Peri-operative anaphylaxis is a rare, severe allergic reaction to a medication given in the operating room (OR). When a patient has an allergic reaction in the OR, the anesthesia / surgical team will typically evaluate the patient for signs of rash / swelling, monitor the patient’s vital signs to assess for lung / airway or cardiovascular involvement, and treat the patient with medications to reverse the allergic reaction. A blood tryptase level is typically obtained soon after the reaction as an objective indicator of an allergic reaction mediated by an immune cell called a mast cell. Two-thirds of cases of peri-operative anaphylaxis are triggered by activation of mast cells by an IgE antibody directed against a medication. The remaining one-third are not triggered by IgE. If IgE is involved, it can be measured by a series of skin tests in the allergist’s office.

What does skin testing for drug allergy involve?

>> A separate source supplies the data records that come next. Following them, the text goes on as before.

// SPDX-License-Identifier: PMPL-1.0-or-later
// Copyright (c) 2026 Jonathan D.A. Jewell (hyperpolymath) <jonathan.jewell@open.ac.uk>
//
// Engine configuration.

use std::path::{Path, PathBuf};

use serde::{Deserialize, Serialize};

use crate::error::{BlattwerkError, Result};

/// Resolution used when the caller specifies none and the device either
/// accepts it or reports nothing.
pub const DEFAULT_RESOLUTION_DPI: u32 = 300;

/// Capture output format used when the caller specifies none.
pub const DEFAULT_OUTPUT_FORMAT: &str = "tiff";

/// Engine settings, normally loaded from the environment.
#[derive(Debug, Clone, Serialize, Deserialize)]
pub struct EngineConfig {
    /// Base directory holding one run directory per job.
    pub inbox_dir: PathBuf,
    /// Directory for small persistent state (last-used device).
    pub state_dir: PathBuf,
    /// Path to the `scanimage` binary.
    pub scanimage_bin: PathBuf,
    /// Path to the `scanadf` binary (feeder-batch capture).
    pub scanadf_bin: PathBuf,
    /// Path to the `tiffcp` binary (multi-page merge).
    pub tiffcp_bin: PathBuf,
    /// SANE backends that must never be listed or selected.
    pub exclude_backends: Vec<String>,
    /// SANE backends given a small selection bonus.
    pub prefer_backends: Vec<String>,
    /// Simulate capture without any hardware or external tools.
    pub mock: bool,
    /// Number of fixture pages a mock capture produces.
    pub mock_pages: u32,
    /// Remember the device of a successfully completed job.
    pub persist_last_device: bool,
}

impl Default for EngineConfig {
    fn default() -> Self {
        Self {
            inbox_dir: PathBuf::from("inbox"),
            state_dir: PathBuf::from(".state"),
            scanimage_bin: PathBuf::from("scanimage"),
            scanadf_bin: PathBuf::from("scanadf"),
            tiffcp_bin: PathBuf::from("tiffcp"),
            exclude_backends: Vec::new(),
            prefer_backends: Vec::new(),
            mock: false,
            mock_pages: 2,
            persist_last_device: true,
        }
    }
}

impl EngineConfig {
    /// Load configuration from the process environment.
    pub fn from_env() -> Result<Self> {
        Self::from_lookup(|key| std::env::var(key).ok())
    }

    /// Load configuration from an arbitrary key lookup.
    ///
    /// Split out from [`from_env`](Self::from_env) so tests can feed a plain
    /// map instead of mutating process-global environment variables.
    pub fn from_lookup(lookup: impl Fn(&str) -> Option<String>) -> Result<Self> {
        let defaults = Self::default();

        let inbox_dir = lookup("INBOX_DIR")
            .map(PathBuf::from)
            .unwrap_or(defaults.inbox_dir);
        // The state directory defaults to a `.state` sibling of the inbox so
        // that pointing INBOX_DIR somewhere else moves both together.
        let state_dir = lookup("STATE_DIR")
            .map(PathBuf::from)
            .unwrap_or_else(|| default_state_dir(&inbox_dir));

        Ok(Self {
            inbox_dir,
            state_dir,
            scanimage_bin: lookup("SCANIMAGE_BIN")
                .map(PathBuf::from)
                .unwrap_or(defaults.scanimage_bin),
            scanadf_bin: lookup("SCANADF_BIN")
                .map(PathBuf::from)
                .unwrap_or(defaults.scanadf_bin),
            tiffcp_bin: lookup("TIFFCP_BIN")
                .map(PathBuf::from)
                .unwrap_or(defaults.tiffcp_bin),
            exclude_backends: lookup("SCAN_EXCLUDE_BACKENDS")
                .map(|v| parse_csv(&v))
                .unwrap_or(defaults.exclude_backends),
            prefer_backends: lookup("SCAN_PREFER_BACKENDS")
                .map(|v| parse_csv(&v))
                .unwrap_or(defaults.prefer_backends),
            mock: lookup("SCAN_MOCK")
                .map(|v| parse_bool("SCAN_MOCK", &v))
                .transpose()?
                .unwrap_or(defaults.mock),
            mock_pages: lookup("SCAN_MOCK_PAGES")
                .map(|v| {
                    v.parse::<u32>().map_err(|_| {
                        BlattwerkError::Configuration(format!(
                            "SCAN_MOCK_PAGES must be an integer, got {v:?}"
                        ))
                    })
                })
                .transpose()?
                .unwrap_or(defaults.mock_pages),
            persist_last_device: lookup("SCAN_PERSIST_LAST_DEVICE")
                .map(|v| parse_bool("SCAN_PERSIST_LAST_DEVICE", &v))
                .transpose()?
                .unwrap_or(defaults.persist_last_device),
        })
    }
}

/// `.state` next to the inbox directory.
fn default_state_dir(inbox_dir: &Path) -> PathBuf {
    inbox_dir
        .parent()
        .filter(|p| !p.as_os_str().is_empty())
        .unwrap_or_else(|| Path::new("."))
        .join(".state")
}

fn parse_csv(value: &str) -> Vec<String> {
    value
        .split(',')
        .map(|s| s.trim().to_string())
        .filter(|s| !s.is_empty())
        .collect()
}

fn parse_bool(key: &str, value: &str) -> Result<bool> {
    match value.trim().to_ascii_lowercase().as_str() {
        "1" | "true" | "yes" | "on" => Ok(true),
        "0" | "false" | "no" | "off" | "" => Ok(false),
        other => Err(BlattwerkError::Configuration(format!(
            "{key} must be a boolean, got {other:?}"
        ))),
    }
}
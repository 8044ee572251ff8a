//! Infrastructure layer for qabot.
//!
//! Contains implementations of the port traits defined in `qabot-core`:
//! the streaming HTTP generation client, SQLite answer storage, and the
//! configuration/data-directory loaders used by the binary.

pub mod config;
pub mod generation;
pub mod sqlite;
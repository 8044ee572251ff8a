//! Tracing subscriber initialization with structured logging and optional
//! OpenTelemetry trace export.
//!
//! # Usage
//!
//! ```no_run
//! // Structured logging, `info` unless RUST_LOG says otherwise
//! qabot_observe::tracing_setup::init_tracing("info", false).unwrap();
//! ```

use opentelemetry::trace::TracerProvider as _;
use opentelemetry_sdk::trace::SdkTracerProvider;
use tracing_subscriber::EnvFilter;
use tracing_subscriber::layer::SubscriberExt;
use tracing_subscriber::util::SubscriberInitExt;

use std::sync::OnceLock;

/// Stores the OTel tracer provider so it can be shut down cleanly on exit.
static TRACER_PROVIDER: OnceLock<SdkTracerProvider> = OnceLock::new();

/// Build the filter: `RUST_LOG` when set and valid, else `default_directives`.
pub fn build_filter(default_directives: &str) -> EnvFilter {
    filter_from(std::env::var(EnvFilter::DEFAULT_ENV).ok(), default_directives)
}

fn filter_from(env_directives: Option<String>, default_directives: &str) -> EnvFilter {
    env_directives
        .and_then(|directives| EnvFilter::try_new(directives).ok())
        .unwrap_or_else(|| EnvFilter::new(default_directives))
}

/// Initialize the global tracing subscriber.
///
/// - Always installs a `fmt` layer writing to stderr, so stdout stays clean
///   for command output.
/// - When `enable_otel` is true, additionally bridges tracing spans to
///   OpenTelemetry using a stdout exporter.
///
/// # Errors
///
/// Returns an error if the global subscriber has already been set.
pub fn init_tracing(
    default_directives: &str,
    enable_otel: bool,
) -> Result<(), Box<dyn std::error::Error + Send + Sync>> {
    let fmt_layer = tracing_subscriber::fmt::layer()
        .with_target(false)
        .with_writer(std::io::stderr);
    let env_filter = build_filter(default_directives);

    if enable_otel {
        let provider = SdkTracerProvider::builder()
            .with_simple_exporter(opentelemetry_stdout::SpanExporter::default())
            .build();
        let tracer = provider.tracer("qabot");
        let otel_layer = tracing_opentelemetry::layer().with_tracer(tracer);

        let _ = TRACER_PROVIDER.set(provider.clone());
        opentelemetry::global::set_tracer_provider(provider);

        tracing_subscriber::registry()
            .with(env_filter)
            .with(fmt_layer)
            .with(otel_layer)
            .try_init()?;
    } else {
        tracing_subscriber::registry()
            .with(env_filter)
            .with(fmt_layer)
            .try_init()?;
    }

    Ok(())
}

/// Flush pending traces and shut down the OpenTelemetry tracer provider.
///
/// No-op when OTel was not enabled.
pub fn shutdown_tracing() {
    if let Some(provider) = TRACER_PROVIDER.get() {
        if let Err(e) = provider.shutdown() {
            eprintln!("Warning: OTel tracer provider shutdown error: {e}");
        }
    }
}
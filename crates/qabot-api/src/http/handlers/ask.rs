//! Question endpoint.
//!
//! POST /api/v1/ask - Answer one question and persist the pair.
//!
//! A failed generation still returns 200: the answer text is the error
//! message and `outcome.status` is `generation_failed`. Only a store failure
//! (or a malformed body) produces an error envelope.

use std::time::Instant;

use axum::Json;
use axum::extract::State;
use axum::extract::rejection::JsonRejection;
use serde::{Deserialize, Serialize};

use qabot_types::qa::AnswerOutcome;

use crate::http::error::AppError;
use crate::http::response::{ApiResponse, new_request_id};
use crate::state::AppState;

/// Request body for the question endpoint.
#[derive(Debug, Deserialize)]
pub struct AskRequest {
    pub question: String,
}

/// Answer payload returned inside the envelope.
#[derive(Debug, Serialize)]
pub struct AskResponse {
    pub question: String,
    pub answer: String,
    pub outcome: AnswerOutcome,
    pub persisted: bool,
}

/// POST /api/v1/ask - Answer a question.
pub async fn ask(
    State(state): State<AppState>,
    body: Result<Json<AskRequest>, JsonRejection>,
) -> Result<Json<ApiResponse<AskResponse>>, AppError> {
    let start = Instant::now();
    let request_id = new_request_id();

    let Json(body) = body.map_err(|e| AppError::Validation(e.body_text()))?;

    let answer = state.qa_service.ask(&body.question).await?;

    let elapsed = start.elapsed().as_millis() as u64;
    let payload = AskResponse {
        question: body.question,
        answer: answer.text,
        outcome: answer.outcome,
        persisted: answer.persisted,
    };

    Ok(Json(ApiResponse::success(payload, request_id, elapsed)))
}
//! Observability setup for qabot: structured logging via `tracing`, with an
//! optional OpenTelemetry bridge.

pub mod tracing_setup;
//! Application error type mapping to HTTP status codes and envelope format.

use axum::Json;
use axum::http::StatusCode;
use axum::response::{IntoResponse, Response};

use qabot_types::error::QaError;

use crate::http::response::{ApiResponse, new_request_id};

/// Application-level error that maps to HTTP responses.
///
/// Generation failures never show up here: they are answers with a failed
/// outcome and go out as 200.
#[derive(Debug)]
pub enum AppError {
    /// Interaction handler failure (the answer could not be stored).
    Qa(QaError),
    /// Malformed request body.
    Validation(String),
}

impl From<QaError> for AppError {
    fn from(e: QaError) -> Self {
        AppError::Qa(e)
    }
}

impl IntoResponse for AppError {
    fn into_response(self) -> Response {
        let (status, code, message) = match self {
            AppError::Qa(e) => {
                tracing::error!(error = %e, "question failed");
                (StatusCode::INTERNAL_SERVER_ERROR, "STORE_ERROR", e.to_string())
            }
            AppError::Validation(msg) => (StatusCode::BAD_REQUEST, "VALIDATION_ERROR", msg),
        };

        let body = ApiResponse::error(code, &message, new_request_id(), 0);
        (status, Json(body)).into_response()
    }
}
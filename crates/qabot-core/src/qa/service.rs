//! QA service: the interaction handler between the UI and the backends.
//!
//! One question drives exactly one generation request and at most one store
//! append. A failed generation comes back as an `"Error: ..."` answer; it is
//! stored like a real answer only when `persist_failures` is enabled.

use tracing::{info, warn};

use qabot_types::config::QaConfig;
use qabot_types::error::QaError;
use qabot_types::qa::{Answer, AnswerOutcome, QaRecord};

use crate::generation::assembler::assemble_answer;
use crate::generation::client::GenerationClient;
use crate::qa::store::AnswerStore;

/// Orchestrates generation and persistence for a single question.
///
/// Generic over `GenerationClient` and `AnswerStore` to maintain clean
/// architecture (qabot-core never depends on qabot-infra). Both backends are
/// injected; the service holds no ambient connection state.
pub struct QaService<G: GenerationClient, S: AnswerStore> {
    client: G,
    store: S,
    config: QaConfig,
}

impl<G: GenerationClient, S: AnswerStore> QaService<G, S> {
    /// Create a new service with the given backends and configuration.
    pub fn new(client: G, store: S, config: QaConfig) -> Self {
        Self {
            client,
            store,
            config,
        }
    }

    /// Access the generation client.
    pub fn client(&self) -> &G {
        &self.client
    }

    pub fn config(&self) -> &QaConfig {
        &self.config
    }

    /// Answer a question and persist the pair.
    ///
    /// Only a store failure makes this return `Err`; generation failures are
    /// reported through [`Answer::outcome`].
    #[tracing::instrument(skip(self), fields(client = self.client.name(), model = %self.config.model))]
    pub async fn ask(&self, question: &str) -> Result<Answer, QaError> {
        let request = self.config.generation_request(question);
        let result = assemble_answer(self.client.generate(request)).await;

        let (text, outcome) = match result {
            Ok(text) => (text, AnswerOutcome::Generated),
            Err(e) => {
                warn!(error = %e, kind = %e.kind(), "generation failed");
                let kind = e.kind();
                (e.to_string(), AnswerOutcome::GenerationFailed { kind })
            }
        };

        let persist = match outcome {
            AnswerOutcome::Generated => true,
            AnswerOutcome::GenerationFailed { .. } => self.config.persist_failures,
        };

        if persist {
            let record = QaRecord::new(question, text.as_str());
            self.store.append(&record).await?;
            info!(question = %record.question, answer = %record.answer, "saved QA record");
        }

        Ok(Answer {
            text,
            outcome,
            persisted: persist,
        })
    }
}
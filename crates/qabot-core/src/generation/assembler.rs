//! Folds a fragment stream into a single answer string.
//!
//! Termination: the fold halts on the first fragment whose completion flag
//! is set (its text is still included), or when the stream is exhausted.
//! Callers cannot tell the two apart. Any error ends the fold and discards
//! the text accumulated so far.

use futures_util::{Stream, StreamExt};
use tracing::debug;

use qabot_types::generation::{Fragment, GenerationError};

/// Concatenate fragment text in arrival order until completion.
pub async fn assemble_answer<S>(fragments: S) -> Result<String, GenerationError>
where
    S: Stream<Item = Result<Fragment, GenerationError>>,
{
    let mut fragments = std::pin::pin!(fragments);
    let mut answer = String::new();
    let mut count: usize = 0;

    while let Some(fragment) = fragments.next().await {
        let fragment = fragment?;
        count += 1;
        answer.push_str(&fragment.response);

        if fragment.done {
            debug!(fragments = count, chars = answer.len(), "completion flag received");
            return Ok(answer);
        }
    }

    debug!(fragments = count, chars = answer.len(), "stream exhausted without completion flag");
    Ok(answer)
}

Prior to the appointment, the referring physician will need to provide a complete list of medications the patient was given in the OR so the allergist can choose the right skin tests. Medical records may be faxed to 513-636-5835. Studies have recommended that the optimal timing for drug allergy evaluation is 28 days – 6 months after the reaction. To conduct skin testing, patients need to be off any medications that prevent interpretation of skin tests, such as antihistamines (Benadryl, Zyrtec, Allegra, Claritin, Periactin) and some medications used for depression, anxiety, or seizure control. A skin scratch / prick allergy test is conducted first but may not be sensitive enough to detect all allergens. Many patients require intradermal (ID) testing of each medication as well; ID tests are performed by injecting a tiny amount of the diluted medication under the skin.  

 Are there limitations to skin testing? 

If skin testing does not give a clear answer, the allergy consultants may recommend drug challenges to make a diagnosis or to test for safe administration of a closely related medication. Drug challenges occur in a clinical setting where careful monitoring of vital signs is possible and allergic reactions may be safely treated.